##### RAW DATA

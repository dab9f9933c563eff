use thiserror::Error;

/// Errors raised by a single call against the music service.
///
/// Every variant carries owned strings so that failures can be cloned into
/// skip records and compared in tests.
#[derive(Error, Debug, Clone, PartialEq, Eq)]
pub enum ServiceError {
    /// Connection failures, DNS errors and other transport issues.
    #[error("HTTP error: {0}")]
    Http(String),

    /// The request did not complete within the configured timeout.
    #[error("request timed out: {0}")]
    Timeout(String),

    /// The service answered with a non-success status.
    #[error("service returned {status}: {message}")]
    Status { status: u16, message: String },

    /// Rate limited and the retry budget is spent (or the wait is unreasonable).
    #[error("rate limited, retry after {retry_after} seconds")]
    RateLimit { retry_after: u64 },

    /// The credential is missing, expired or was rejected.
    #[error("unauthorized: {0}")]
    Unauthorized(String),

    /// The response body could not be decoded.
    #[error("failed to decode response: {0}")]
    Decode(String),
}

impl From<reqwest::Error> for ServiceError {
    fn from(err: reqwest::Error) -> Self {
        if err.is_timeout() {
            return ServiceError::Timeout(err.to_string());
        }
        if err.is_decode() {
            return ServiceError::Decode(err.to_string());
        }
        if let Some(status) = err.status() {
            if status == reqwest::StatusCode::UNAUTHORIZED {
                return ServiceError::Unauthorized(err.to_string());
            }
            return ServiceError::Status {
                status: status.as_u16(),
                message: err.to_string(),
            };
        }
        ServiceError::Http(err.to_string())
    }
}

/// Errors of the OAuth PKCE flow and token refresh.
#[derive(Error, Debug)]
pub enum AuthError {
    #[error("token request failed: {0}")]
    Request(#[from] reqwest::Error),

    #[error("token response is missing `{0}`")]
    MissingField(&'static str),

    #[error("state mismatch in OAuth callback")]
    StateMismatch,

    #[error("authentication timed out after {0} seconds")]
    TimedOut(u64),

    #[error("callback server failed: {0}")]
    Server(String),

    #[error("invalid authorization URL: {0}")]
    Url(String),
}

/// Errors while reading configuration from the environment.
#[derive(Error, Debug)]
pub enum ConfigError {
    #[error("{0} must be set")]
    Missing(&'static str),

    #[error("{key} has an invalid value `{value}`")]
    Invalid { key: &'static str, value: String },

    #[error("cannot prepare config directory: {0}")]
    Io(#[from] std::io::Error),

    #[error("cannot read .env file: {0}")]
    Dotenv(String),
}

/// Errors that stop a fresh-playlist run.
///
/// Everything else that can go wrong during a run is absorbed and recorded as
/// a [`SkipEvent`](crate::pipeline::SkipEvent).
#[derive(Error, Debug, Clone, PartialEq, Eq)]
pub enum FreshError {
    /// Rejected before any side effect happened.
    #[error("invalid input: {0}")]
    InvalidInput(String),

    /// A load-bearing fetch failed (seed playlist, target playlist creation).
    #[error("{context}: {source}")]
    FatalFetch {
        context: String,
        #[source]
        source: ServiceError,
    },
}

##########

* DIRECTIONS
Copy out every line from the records that has the word "message".

* ANSWER FOR THIS EXERCISE
    #[error("service returned {status}: {message}")]
    Status { status: u16, message: String },
                message: err.to_string(),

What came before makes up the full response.